Published:
First published in 1929.
Sent from Geneva to Russia.
Printed from the original.
Source:
Lenin
Collected Works,
Progress Publishers,
1974,
Moscow,
Volume 34,
pages 211-212.
Translated: Clemens Dutt
Transcription\Markup:
D. Moros
Public Domain:
Lenin Internet Archive
(2005).
You may freely copy, distribute,
display and perform this work; as well as make derivative and
commercial works. Please credit “Marxists Internet
Archive” as your source.
• README
December 22, 19O3
To the Central Committee from Lenin, member of the C.C.

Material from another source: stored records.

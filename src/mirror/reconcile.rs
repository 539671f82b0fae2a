use crate::core::Record;
use crate::remote::{ChangeEvent, ChangeKind};
use tracing::warn;

/// Fold one change event into the previous rows, yielding the next rows.
///
/// - insert/update: replace the matching row in place, or prepend when no row
///   carries the event record's identity;
/// - delete: drop the matching row, a no-op when absent;
/// - anything else (unrecognized kind, missing record, missing identity):
///   return the input unchanged.
///
/// Pure in its inputs, so it is testable without a transport, and idempotent
/// under event replay: applying the same insert or update twice replaces
/// rather than duplicates.
pub fn apply_change(rows: Vec<Record>, event: &ChangeEvent, identity_field: &str) -> Vec<Record> {
    let Some(rec) = event.record() else {
        warn!(kind = ?event.kind, "ignoring change event with no record");
        return rows;
    };
    let Some(key) = rec.identity(identity_field) else {
        warn!(
            kind = ?event.kind,
            identity_field,
            "ignoring change event whose record has no identity"
        );
        return rows;
    };

    match &event.kind {
        ChangeKind::Insert | ChangeKind::Update => {
            let mut rows = rows;
            match rows
                .iter()
                .position(|row| row.identity(identity_field) == Some(key))
            {
                Some(pos) => {
                    rows[pos] = rec.clone();
                    rows
                }
                None => {
                    let mut next = Vec::with_capacity(rows.len() + 1);
                    next.push(rec.clone());
                    next.extend(rows);
                    next
                }
            }
        }
        ChangeKind::Delete => rows
            .into_iter()
            .filter(|row| row.identity(identity_field) != Some(key))
            .collect(),
        ChangeKind::Other(kind) => {
            warn!(kind = %kind, "ignoring unrecognized change event kind");
            rows
        }
    }
}

#[cfg(test)]
mod tests {
    use super::*;
    use serde_json::json;

    fn rec(value: serde_json::Value) -> Record {
        Record::from_value(value).unwrap()
    }

    #[test]
    fn update_without_match_prepends() {
        let rows = vec![rec(json!({"id": 1}))];
        let next = apply_change(rows, &ChangeEvent::update(rec(json!({"id": 2}))), "id");
        assert_eq!(next[0].get("id"), Some(&json!(2)));
        assert_eq!(next.len(), 2);
    }

    #[test]
    fn delete_uses_old_side_of_event() {
        let rows = vec![rec(json!({"id": 1, "name": "a"}))];
        let event = ChangeEvent::delete(rec(json!({"id": 1})));
        assert!(apply_change(rows, &event, "id").is_empty());
    }

    #[test]
    fn event_with_null_identity_is_ignored() {
        let rows = vec![rec(json!({"id": 1}))];
        let event = ChangeEvent::insert(rec(json!({"id": null, "name": "x"})));
        assert_eq!(apply_change(rows.clone(), &event, "id"), rows);
    }
}
// ============================================================================
// TableMirror Library
// ============================================================================

//! Client-side mirrors of remote tables, kept eventually consistent through
//! an initial bulk load plus a stream of insert/update/delete change events.
//!
//! A [`TableMirror`] never applies its own writes optimistically: `upsert`
//! and `remove` go to the remote store, and the resulting change event —
//! delivered through the subscription like any other server-side change — is
//! the sole path by which a write becomes visible locally. This keeps the
//! mirror a plain function of what the server has actually accepted.
//!
//! # Examples
//!
//! ```
//! use tablemirror::{Backoffice, Record};
//! use serde_json::json;
//!
//! # #[tokio::main(flavor = "current_thread")]
//! # async fn main() -> tablemirror::Result<()> {
//! let (mut office, _store) = Backoffice::in_memory();
//! office.start().await?;
//!
//! let rec = Record::from_value(json!({"client_id": "C1", "company": "Acme"}))?;
//! office.clients().upsert(rec).await?;
//!
//! // The write is visible only once its change event is applied.
//! assert!(office.clients().rows().is_empty());
//! office.poll_changes();
//! assert_eq!(office.clients().rows().len(), 1);
//! # Ok(())
//! # }
//! ```

pub mod core;
pub mod entities;
pub mod facade;
pub mod mirror;
pub mod prelude;
pub mod remote;

// Re-export main types for convenience
pub use crate::core::{MirrorError, Record, Result};
pub use crate::entities::EntityKind;
pub use crate::facade::Backoffice;
pub use crate::mirror::{MirrorConfig, TableMirror, apply_change};
pub use crate::remote::{
    ChangeEvent, ChangeKind, ChangeStream, MemoryStore, RemoteStore, SortDirection, SortSpec,
};
use crate::core::{MirrorError, Result};
use serde::{Deserialize, Serialize};
use serde_json::{Map, Value};

/// A mirrored row: an open JSON object map.
///
/// The mirror treats every field except the configured identity field as
/// opaque payload. Validation of the identity field happens at the write
/// boundary, not here.
#[derive(Debug, Clone, PartialEq, Default, Serialize, Deserialize)]
#[serde(transparent)]
pub struct Record(Map<String, Value>);

impl Record {
    pub fn new() -> Self {
        Self(Map::new())
    }

    /// Build a record from a JSON value. Anything other than an object is
    /// rejected.
    pub fn from_value(value: Value) -> Result<Self> {
        match value {
            Value::Object(fields) => Ok(Self(fields)),
            other => Err(MirrorError::InvalidRecord(format!(
                "expected a JSON object, got {}",
                json_type_name(&other)
            ))),
        }
    }

    pub fn get(&self, field: &str) -> Option<&Value> {
        self.0.get(field)
    }

    pub fn set(&mut self, field: impl Into<String>, value: Value) {
        self.0.insert(field.into(), value);
    }

    /// The record's identity value under `field`, if present and non-null.
    ///
    /// A record without a usable identity cannot participate in
    /// reconciliation and is rejected at the write boundary.
    pub fn identity(&self, field: &str) -> Option<&Value> {
        match self.0.get(field) {
            Some(Value::Null) | None => None,
            Some(value) => Some(value),
        }
    }

    pub fn fields(&self) -> &Map<String, Value> {
        &self.0
    }

    pub fn into_value(self) -> Value {
        Value::Object(self.0)
    }

    pub fn is_empty(&self) -> bool {
        self.0.is_empty()
    }
}

impl From<Map<String, Value>> for Record {
    fn from(fields: Map<String, Value>) -> Self {
        Self(fields)
    }
}

fn json_type_name(value: &Value) -> &'static str {
    match value {
        Value::Null => "null",
        Value::Bool(_) => "boolean",
        Value::Number(_) => "number",
        Value::String(_) => "string",
        Value::Array(_) => "array",
        Value::Object(_) => "object",
    }
}

#[cfg(test)]
mod tests {
    use super::*;
    use serde_json::json;

    #[test]
    fn from_value_rejects_non_objects() {
        assert!(Record::from_value(json!([1, 2])).is_err());
        assert!(Record::from_value(json!("row")).is_err());
        assert!(Record::from_value(json!({"id": 1})).is_ok());
    }

    #[test]
    fn identity_treats_null_as_absent() {
        let rec = Record::from_value(json!({"client_id": null, "company": "Acme"})).unwrap();
        assert!(rec.identity("client_id").is_none());
        assert!(rec.identity("missing").is_none());

        let rec = Record::from_value(json!({"client_id": "C1"})).unwrap();
        assert_eq!(rec.identity("client_id"), Some(&json!("C1")));
    }
}
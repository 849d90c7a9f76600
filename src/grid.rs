//! The month grid: a fixed 6-week, Sunday-first calendar layout with per-day task summaries

use chrono::{Datelike, Local, NaiveDate};

use crate::index::{DateIndex, DateKey};
use crate::task::Task;

/// A month grid always spans 6 full weeks
pub const GRID_CELLS: usize = 42;
/// How many tasks a single cell displays before collapsing into an overflow counter
pub const CELL_TASK_DISPLAY_LIMIT: usize = 4;

const MONTH_NAMES: [&str; 12] = [
    "January", "February", "March", "April", "May", "June",
    "July", "August", "September", "October", "November", "December",
];
pub const DAY_NAMES: [&str; 7] = ["Sun", "Mon", "Tue", "Wed", "Thu", "Fri", "Sat"];


/// The month a grid is built for, with a zero-based month index.
///
/// Navigation (`prev`/`next`) rolls over year boundaries in both directions, so a view can
/// keep a single `GridMonth` as its cursor.
#[derive(Clone, Copy, Debug, PartialEq, Eq)]
pub struct GridMonth {
    year: i32,
    month0: u32,
}

impl GridMonth {
    /// Create a grid month. `month0` is zero-based (0 = January); values past 11 spill into
    /// the following years, which keeps this total.
    pub fn new(year: i32, month0: u32) -> Self {
        Self {
            year: year + (month0 / 12) as i32,
            month0: month0 % 12,
        }
    }

    /// The month containing a given date
    pub fn containing(date: NaiveDate) -> Self {
        Self { year: date.year(), month0: date.month0() }
    }

    /// The month containing the current local date
    pub fn current() -> Self {
        Self::containing(Local::now().naive_local().date())
    }

    pub fn year(&self) -> i32 {
        self.year
    }

    /// Zero-based month index (0 = January, 11 = December)
    pub fn month0(&self) -> u32 {
        self.month0
    }

    pub fn name(&self) -> &'static str {
        MONTH_NAMES[self.month0 as usize]
    }

    /// The month before this one (January rolls back to December of the previous year)
    pub fn prev(&self) -> Self {
        if self.month0 == 0 {
            Self { year: self.year - 1, month0: 11 }
        } else {
            Self { year: self.year, month0: self.month0 - 1 }
        }
    }

    /// The month after this one (December rolls over to January of the next year)
    pub fn next(&self) -> Self {
        if self.month0 == 11 {
            Self { year: self.year + 1, month0: 0 }
        } else {
            Self { year: self.year, month0: self.month0 + 1 }
        }
    }

    pub fn first_day(&self) -> NaiveDate {
        NaiveDate::from_ymd_opt(self.year, self.month0 + 1, 1)
            .expect("the first of a month is always a valid date")
    }

    /// The number of days in this month (28 to 31, leap years included)
    pub fn day_count(&self) -> u32 {
        let next_first = self.next().first_day();
        next_first.signed_duration_since(self.first_day()).num_days() as u32
    }
}


/// The date carried by a grid cell
#[derive(Clone, Copy, Debug, PartialEq, Eq, Hash)]
pub struct CellDate {
    pub year: i32,
    /// Zero-based month index
    pub month0: u32,
    pub day: u32,
}

impl CellDate {
    pub fn as_date(&self) -> NaiveDate {
        NaiveDate::from_ymd_opt(self.year, self.month0 + 1, self.day)
            .expect("grid cells only carry valid calendar dates")
    }

    pub fn key(&self) -> DateKey {
        DateKey::from(self.as_date())
    }

    /// Exact equality on all three fields. This deliberately never compares timestamps, so a
    /// cell matches "today" or the selected date whatever the time of day is.
    pub fn matches(&self, date: NaiveDate) -> bool {
        self.day == date.day() && self.month0 == date.month0() && self.year == date.year()
    }
}


/// One of the 42 cells of a month grid
#[derive(Debug)]
pub struct CalendarCell<'a> {
    date: CellDate,
    in_current_month: bool,
    shown_tasks: Vec<&'a Task>,
    overflow: usize,
}

impl<'a> CalendarCell<'a> {
    pub fn date(&self) -> CellDate {
        self.date
    }

    /// Whether this cell belongs to the displayed month, as opposed to a leading or trailing
    /// adjacent-month filler
    pub fn in_current_month(&self) -> bool {
        self.in_current_month
    }

    /// The tasks displayed in this cell (at most [`CELL_TASK_DISPLAY_LIMIT`]), in input order
    pub fn shown_tasks(&self) -> &[&'a Task] {
        &self.shown_tasks
    }

    /// How many further tasks are due this day but not displayed
    pub fn overflow(&self) -> usize {
        self.overflow
    }

    /// The total number of tasks due this day
    pub fn task_count(&self) -> usize {
        self.shown_tasks.len() + self.overflow
    }
}


/// A fully built month grid: exactly [`GRID_CELLS`] cells in chronological order, 7 per row,
/// Sunday first.
///
/// Grids are pure recomputations over the displayed month and the current [`DateIndex`]; they
/// are rebuilt on every render and never cached.
#[derive(Debug)]
pub struct MonthGrid<'a> {
    month: GridMonth,
    cells: Vec<CalendarCell<'a>>,
}

impl<'a> MonthGrid<'a> {
    /// Build the grid for a month.
    ///
    /// The first cells are the trailing days of the previous month, one per weekday before the
    /// 1st (a month starting on Sunday gets none). Then come the days of the month itself, and
    /// finally leading days of the next month pad the total to 42.
    pub fn build(month: GridMonth, index: &DateIndex<'a>) -> Self {
        let mut cells = Vec::with_capacity(GRID_CELLS);

        let leading = month.first_day().weekday().num_days_from_sunday();
        let prev = month.prev();
        let prev_len = prev.day_count();
        for day in (prev_len - leading + 1)..=prev_len {
            cells.push(Self::cell(prev, day, false, index));
        }

        for day in 1..=month.day_count() {
            cells.push(Self::cell(month, day, true, index));
        }

        let next = month.next();
        let remaining = GRID_CELLS - cells.len();
        for day in 1..=(remaining as u32) {
            cells.push(Self::cell(next, day, false, index));
        }

        Self { month, cells }
    }

    fn cell(month: GridMonth, day: u32, in_current_month: bool, index: &DateIndex<'a>) -> CalendarCell<'a> {
        let date = CellDate { year: month.year(), month0: month.month0(), day };
        let due = index.tasks_on(&date.key());
        let shown = due.len().min(CELL_TASK_DISPLAY_LIMIT);
        CalendarCell {
            date,
            in_current_month,
            shown_tasks: due[..shown].to_vec(),
            overflow: due.len() - shown,
        }
    }

    pub fn month(&self) -> GridMonth {
        self.month
    }

    /// All 42 cells, in chronological order
    pub fn cells(&self) -> &[CalendarCell<'a>] {
        &self.cells
    }

    /// The cells of one of the 6 displayed weeks, or `None` past the last row
    pub fn week(&self, row: usize) -> Option<&[CalendarCell<'a>]> {
        self.cells.chunks(7).nth(row)
    }
}


/// The current date, captured once (e.g. when a view is mounted) so that highlighting does not
/// drift if the session crosses midnight.
#[derive(Clone, Copy, Debug, PartialEq, Eq)]
pub struct Today {
    date: NaiveDate,
}

impl Today {
    /// Capture the process-observed current local date
    pub fn capture() -> Self {
        Self { date: Local::now().naive_local().date() }
    }

    pub fn fixed(date: NaiveDate) -> Self {
        Self { date }
    }

    pub fn date(&self) -> NaiveDate {
        self.date
    }

    pub fn key(&self) -> DateKey {
        DateKey::from(self.date)
    }

    /// Whether a grid cell is today's cell
    pub fn contains(&self, cell: &CellDate) -> bool {
        cell.matches(self.date)
    }
}
//! Tasks and their priority/status enumerations

use std::fmt::{Display, Formatter};

use chrono::{DateTime, NaiveDate, NaiveDateTime, Utc};
use serde::{Deserialize, Deserializer, Serialize, Serializer};
use uuid::Uuid;

use crate::index::DateKey;

/// An opaque, unique task identifier.
///
/// The backend mints UUIDs for tasks it creates; tasks created locally (before their first
/// upload) pick a random one.
#[derive(Clone, Debug, PartialEq, Eq, Hash)]
pub struct TaskId {
    content: String,
}

impl TaskId {
    /// Generate a random TaskId
    pub fn random() -> Self {
        let random = Uuid::new_v4().to_hyphenated().to_string();
        Self { content: random }
    }

    pub fn as_str(&self) -> &str {
        &self.content
    }
}

impl From<String> for TaskId {
    fn from(content: String) -> Self {
        Self { content }
    }
}
impl From<&str> for TaskId {
    fn from(content: &str) -> Self {
        Self { content: content.to_string() }
    }
}

impl Display for TaskId {
    fn fmt(&self, f: &mut Formatter<'_>) -> Result<(), std::fmt::Error> {
        write!(f, "{}", self.content)
    }
}

/// Used to support serde
impl Serialize for TaskId {
    fn serialize<S>(&self, serializer: S) -> Result<S::Ok, S::Error>
    where
        S: Serializer,
    {
        serializer.serialize_str(&self.content)
    }
}
/// Used to support serde
impl<'de> Deserialize<'de> for TaskId {
    fn deserialize<D>(deserializer: D) -> Result<TaskId, D::Error>
    where
        D: Deserializer<'de>,
    {
        let content = String::deserialize(deserializer)?;
        Ok(TaskId { content })
    }
}


/// Task priority, as reported by the backend.
///
/// Deserialization is deliberately lenient: an absent, null or unrecognized priority falls back
/// to [`Priority::default`] rather than rejecting the whole task record.
#[derive(Clone, Copy, Debug, PartialEq, Eq, Serialize)]
#[serde(rename_all = "lowercase")]
pub enum Priority {
    Low,
    Medium,
    High,
}

impl Priority {
    /// Parse a wire value. Returns `None` for anything that is not a known priority.
    pub fn from_wire(value: &str) -> Option<Self> {
        match value {
            "low" => Some(Priority::Low),
            "medium" => Some(Priority::Medium),
            "high" => Some(Priority::High),
            _ => None,
        }
    }

    /// The display style for this priority
    pub fn style(&self) -> PriorityStyle {
        match self {
            Priority::High => PriorityStyle { color: "#ef4444", label: "High", weight: 3 },
            Priority::Medium => PriorityStyle { color: "#f59e0b", label: "Medium", weight: 2 },
            Priority::Low => PriorityStyle { color: "#3b82f6", label: "Low", weight: 1 },
        }
    }
}

impl Default for Priority {
    fn default() -> Self {
        Priority::Low
    }
}

impl<'de> Deserialize<'de> for Priority {
    fn deserialize<D>(deserializer: D) -> Result<Priority, D::Error>
    where
        D: Deserializer<'de>,
    {
        // go through a Value so that a non-string priority degrades too, instead of
        // failing the whole record
        let raw = serde_json::Value::deserialize(deserializer)?;
        Ok(match raw.as_str() {
            Some(value) => Priority::from_wire(value).unwrap_or_else(|| {
                log::debug!("Unknown priority {:?}, using the default", value);
                Priority::default()
            }),
            None => {
                if !raw.is_null() {
                    log::debug!("Non-string priority {}, using the default", raw);
                }
                Priority::default()
            },
        })
    }
}

/// How a priority is displayed: a dot/chip color, a human label, and a sort/grouping weight.
#[derive(Clone, Copy, Debug, PartialEq, Eq)]
pub struct PriorityStyle {
    pub color: &'static str,
    pub label: &'static str,
    pub weight: u8,
}

impl PriorityStyle {
    /// The neutral style used when a task has no meaningful priority to show
    pub fn neutral() -> Self {
        PriorityStyle { color: "#6b7280", label: "None", weight: 0 }
    }
}

/// Total mapping from an optional priority to its display style.
///
/// `None` (and, upstream, every unrecognized wire value) gets the neutral style. This is a
/// display fallback, not a validation boundary.
pub fn priority_style(priority: Option<Priority>) -> PriorityStyle {
    match priority {
        Some(p) => p.style(),
        None => PriorityStyle::neutral(),
    }
}


/// Whether a task is still pending or already done
#[derive(Clone, Copy, Debug, PartialEq, Eq, Serialize, Deserialize)]
#[serde(rename_all = "lowercase")]
pub enum TaskStatus {
    Pending,
    Completed,
}

impl Default for TaskStatus {
    fn default() -> Self {
        TaskStatus::Pending
    }
}


/// A to-do task
#[derive(Clone, Debug, Serialize, Deserialize)]
pub struct Task {
    /// The task ID, as minted by the backend (or randomly picked for local drafts)
    id: TaskId,

    /// The display title of the task
    title: String,

    #[serde(default)]
    priority: Priority,

    #[serde(default)]
    status: TaskStatus,

    /// When this task is due. `None` means the task is undated and will never show up in any
    /// calendar cell or date index entry.
    #[serde(default, with = "due_date_wire")]
    due_date: Option<NaiveDateTime>,

    /// A free-form category label
    #[serde(default)]
    category: Option<String>,

    /// The time this task was created. Populated for tasks created by this crate, but can be
    /// None for records coming from an older backend.
    #[serde(default, with = "due_date_wire")]
    created_at: Option<NaiveDateTime>,
}

impl Task {
    /// Create a brand new task that is not on the backend yet.
    /// This will pick a new (random) task ID.
    pub fn new(title: String, priority: Priority, due_date: Option<NaiveDateTime>, category: Option<String>) -> Self {
        Self {
            id: TaskId::random(),
            title,
            priority,
            status: TaskStatus::Pending,
            due_date,
            category,
            created_at: Some(Utc::now().naive_utc()),
        }
    }

    /// Create a task with every field supplied, e.g. when rebuilding one from another source
    pub fn new_with_parameters(id: TaskId, title: String, priority: Priority, status: TaskStatus,
                               due_date: Option<NaiveDateTime>, category: Option<String>,
                               created_at: Option<NaiveDateTime>,
                            ) -> Self
    {
        Self {
            id,
            title,
            priority,
            status,
            due_date,
            category,
            created_at,
        }
    }

    pub fn id(&self) -> &TaskId       { &self.id           }
    pub fn title(&self) -> &str       { &self.title        }
    pub fn priority(&self) -> Priority  { self.priority    }
    pub fn status(&self) -> TaskStatus  { self.status      }
    pub fn category(&self) -> Option<&str>  { self.category.as_deref() }
    pub fn due_date(&self) -> Option<&NaiveDateTime>   { self.due_date.as_ref()   }
    pub fn created_at(&self) -> Option<&NaiveDateTime> { self.created_at.as_ref() }

    pub fn completed(&self) -> bool {
        self.status == TaskStatus::Completed
    }

    /// The date portion of the due date (time-of-day discarded), or `None` for undated tasks
    pub fn due_day(&self) -> Option<NaiveDate> {
        self.due_date.map(|dt| dt.date())
    }

    /// The canonical `YYYY-MM-DD` key this task is filed under, or `None` for undated tasks
    pub fn due_key(&self) -> Option<DateKey> {
        self.due_day().map(DateKey::from)
    }

    pub fn set_title(&mut self, new_title: String) {
        self.title = new_title;
    }

    pub fn set_priority(&mut self, new_priority: Priority) {
        self.priority = new_priority;
    }

    pub fn set_due_date(&mut self, new_due_date: Option<NaiveDateTime>) {
        self.due_date = new_due_date;
    }

    pub fn set_category(&mut self, new_category: Option<String>) {
        self.category = new_category;
    }

    pub fn set_status(&mut self, new_status: TaskStatus) {
        self.status = new_status;
    }
}


/// Serde support for the backend's date-time wire format (`2024-03-05T10:00:00`, naive).
///
/// Deserialization is lenient: a malformed timestamp is treated as "undated" rather than
/// failing the whole record.
pub mod due_date_wire {
    use super::*;

    const WIRE_FORMAT: &str = "%Y-%m-%dT%H:%M:%S";

    pub fn serialize<S>(value: &Option<NaiveDateTime>, serializer: S) -> Result<S::Ok, S::Error>
    where
        S: Serializer,
    {
        match value {
            Some(dt) => serializer.serialize_str(&dt.format(WIRE_FORMAT).to_string()),
            None => serializer.serialize_none(),
        }
    }

    pub fn deserialize<'de, D>(deserializer: D) -> Result<Option<NaiveDateTime>, D::Error>
    where
        D: Deserializer<'de>,
    {
        // a Value keeps this total: a non-string timestamp is just as undated as a
        // malformed one
        let raw = serde_json::Value::deserialize(deserializer)?;
        match raw.as_str() {
            Some(value) => Ok(parse_lenient(value)),
            None => {
                if !raw.is_null() {
                    log::debug!("Non-string date {}, treating the task as undated", raw);
                }
                Ok(None)
            },
        }
    }

    /// Try the formats the backend has been seen emitting, then give up and call it undated
    pub fn parse_lenient(raw: &str) -> Option<NaiveDateTime> {
        if let Ok(dt) = NaiveDateTime::parse_from_str(raw, "%Y-%m-%dT%H:%M:%S%.f") {
            return Some(dt);
        }
        if let Ok(dt) = DateTime::parse_from_rfc3339(raw) {
            return Some(dt.naive_utc());
        }
        if let Ok(day) = NaiveDate::parse_from_str(raw, "%Y-%m-%d") {
            return day.and_hms_opt(0, 0, 0);
        }
        log::debug!("Malformed date {:?}, treating the task as undated", raw);
        None
    }
}
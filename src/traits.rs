use std::error::Error;

use async_trait::async_trait;

use crate::client::SyncOutcome;
use crate::stats::UserStats;
use crate::task::Task;

/// A source of task data.
///
/// The usual implementation is the REST [`Client`](crate::client::Client); tests (and offline
/// tooling) can substitute an in-memory source.
#[async_trait]
pub trait TaskSource {
    /// Returns every task the current user owns.
    /// This can be a long process, and it can fail (e.g. in case of a remote backend)
    async fn get_tasks(&self) -> Result<Vec<Task>, Box<dyn Error>>;

    /// Whether the user has connected an external calendar account
    async fn calendar_status(&self) -> Result<bool, Box<dyn Error>>;

    /// Push dated tasks to the connected external calendar
    async fn sync_calendar(&self) -> Result<SyncOutcome, Box<dyn Error>>;

    /// The user's gamification counters
    async fn get_stats(&self) -> Result<UserStats, Box<dyn Error>>;
}
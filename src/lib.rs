//! This crate holds the core logic of a gamified task manager.
//!
//! The centerpiece is the calendar view machinery: [`grid`] builds the fixed 42-cell month
//! grid a calendar page renders, and [`index`] groups tasks by their due day and selects the
//! upcoming ones. Both are pure, ephemeral derivations over a task list: they are recomputed
//! on every render and never cached or mutated in place.
//!
//! Around that core:
//! * [`task`] is the task data model, with the lenient decoding the backend's wire data needs
//! * [`filter`] holds the derived task-list and dashboard views
//! * [`stats`] mirrors the backend's XP/level/streak formulas so views can render progress
//! * [`client`] talks to the REST backend (tasks, gamification, external calendar sync),
//!   behind the [`traits::TaskSource`] seam
//! * [`session`] is the explicit session context (token, profile, theme) with a file backing

pub mod task;
pub use task::{Priority, Task, TaskId, TaskStatus};
pub mod grid;
pub use grid::{CalendarCell, GridMonth, MonthGrid, Today};
pub mod index;
pub use index::{DateIndex, DateKey};
pub mod filter;
pub mod stats;
pub mod session;
pub use session::Session;
pub mod traits;
pub mod client;
pub use client::Client;

pub mod utils;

I have read the C.C.’s announcement circulated to the committees,[2] and can only shrug my shoulders. A more ridiculous misunderstanding I cannot imagine. Hans has been cruelly punished by this for his credulity and impressionability. Let him explain to me, in the name of all that’s holy, where he gets the temerity to speak in such an unctuous tone about peace when the opposition (Martov included) has formally rejected peace in the reply to the Central Committee’s ultimatum? Is it not childishness, after this formal rejection of peace, to believe the chatter of Martov who, firstly, does not remember today what he said yesterday and, secondly, cannot answer for the whole opposition? Is it not naïve to speak and write about peace when the opposition is on the war-path again, is clamouring at meetings in Geneva that it is a force, and is beginning a mean persecution in Iskra No. 53? And to tell a down right lie to the committees!—for example, that the conflict with the League is “completely at an end”? To keep silent about the first Council (with Ru)?
Finally, this silly advice that I should go away from here! I could understand if it has been given by members of the family or relatives, but for such piffle to be written by the Central Committee! Yes, it is now that the literary war begins. No. 53 and my letter, published in leaflet form,[1] will demonstrate that for you.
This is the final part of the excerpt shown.